BitMine’s ETH Buy Boosts Holdings as Tom Lee Links Demand to Wartime Trade

BitMine (Immersion Technologies), led by Tom Lee, bought 71,179 ETH in what it calls its largest weekly purchase of the year. The deal is valued at roughly $143–146 million and lifts BitMine’s total Ethereum (ETH) holdings to about 4.73 million ETH, pushing ownership to 3.92% of the token supply—around 78% of its 5% target reached in just eight months. Tom Lee frames the move as “wartime” behavior during geopolitical stress.

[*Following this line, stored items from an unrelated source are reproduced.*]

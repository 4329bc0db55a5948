//! Event store: the dedup key space and the derived live sync cursor.

use super::{CF_EVENTS, CF_EVENTS_BY_TIME, MirrorDb, parse_time_key};
use crate::error::{Error, Result};
use rocksdb::IteratorMode;
use std::collections::HashSet;
use usermirror_core::EventRecord;

impl MirrorDb {
    /// Look up a recorded event by upstream id.
    pub fn get_event(&self, event_id: &str) -> Result<Option<EventRecord>> {
        let cf = self.cf(CF_EVENTS)?;
        match self.db.get_pinned_cf(&cf, event_id.as_bytes())? {
            Some(value) => Ok(Some(serde_json::from_slice(&value)?)),
            None => Ok(None),
        }
    }

    /// Check if an event id has been recorded.
    pub fn contains_event(&self, event_id: &str) -> Result<bool> {
        let cf = self.cf(CF_EVENTS)?;
        Ok(self.db.get_pinned_cf(&cf, event_id.as_bytes())?.is_some())
    }

    /// The most recently recorded event, by insertion order.
    ///
    /// This is the live sync cursor. It is always read from the store rather
    /// than cached, so it can never drift from what has actually been applied.
    pub fn latest_event(&self) -> Result<Option<EventRecord>> {
        let by_time = self.cf(CF_EVENTS_BY_TIME)?;
        let Some(item) = self.db.iterator_cf(&by_time, IteratorMode::End).next() else {
            return Ok(None);
        };
        let (key, _) = item?;
        let (_, event_id) = parse_time_key(&key)
            .ok_or_else(|| Error::Store("malformed events_by_time key".to_string()))?;
        self.get_event(&event_id)
    }

    /// Return the subset of `event_ids` that have not been recorded.
    ///
    /// One batched lookup per call; used by reconciliation once per page.
    pub fn missing_event_ids<S: AsRef<str>>(&self, event_ids: &[S]) -> Result<HashSet<String>> {
        let cf = self.cf(CF_EVENTS)?;
        let results = self
            .db
            .multi_get_cf(event_ids.iter().map(|id| (&cf, id.as_ref().as_bytes())));

        let mut missing = HashSet::new();
        for (id, result) in event_ids.iter().zip(results) {
            if result?.is_none() {
                missing.insert(id.as_ref().to_string());
            }
        }
        Ok(missing)
    }

    /// All recorded events in insertion order.
    ///
    /// Full scan; intended for tooling and tests, not the hot path.
    pub fn events_in_order(&self) -> Result<Vec<EventRecord>> {
        let by_time = self.cf(CF_EVENTS_BY_TIME)?;
        let mut records = Vec::new();
        for item in self.db.iterator_cf(&by_time, IteratorMode::Start) {
            let (key, _) = item?;
            let Some((_, event_id)) = parse_time_key(&key) else {
                continue;
            };
            if let Some(record) = self.get_event(&event_id)? {
                records.push(record);
            }
        }
        Ok(records)
    }

    /// Exact number of recorded events (full scan of the time index).
    pub fn event_count(&self) -> Result<usize> {
        let by_time = self.cf(CF_EVENTS_BY_TIME)?;
        let mut count = 0usize;
        for item in self.db.iterator_cf(&by_time, IteratorMode::Start) {
            item?;
            count += 1;
        }
        Ok(count)
    }
}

He says ETH is outperforming equities by about 1,160 basis points, while gold is down more than 750 bps over the same period. Over the past month, ETH is up ~8% versus gold down ~13%. He also points to an increasingly inverse correlation between crypto (and equities) and oil, arguing that a “crypto winter” could be near its end if oil upside risk peaks. Financially, BitMine reports total crypto and cash of about $10.7B, including 197 BTC and $961M in cash, plus an equity stake investment of about $102M in Eightco Holdings. The key trading takeaway for ETH is continued corporate accumulation even while other major treasuries have paused or sold during the downturn. At the broader market level, the news backdrop remains risk-off: other crypto products have seen reported outflows (e.g., BTC ETF outflows cited in the earlier summary), and both BTC/ETH still sit below prior highs—so ETH may be relatively supported, but macro sentiment can still cap upside.
Bullish
For ETH specifically, the signal is bullish because a large corporate treasury (BitMine) kept buying through weakness and is steadily moving toward a 5% supply-control goal. The latest addition (71,179 ETH) extends a multi-month accumulation streak, which can support ETH sentiment and reduce sell pressure from this particular holder. The broader context is still mixed: the earlier mention of risk-off conditions (including BTC ETF outflows) suggests macro-driven headwinds for crypto. However, the news frames ETH as relatively outperforming during the same stress window and highlights a tightening inverse link between crypto/markets and oil—factors traders often watch for timing a rotation back into high-beta crypto. Net effect for ETH is positive, while near-term upside may remain sensitive to macro headlines.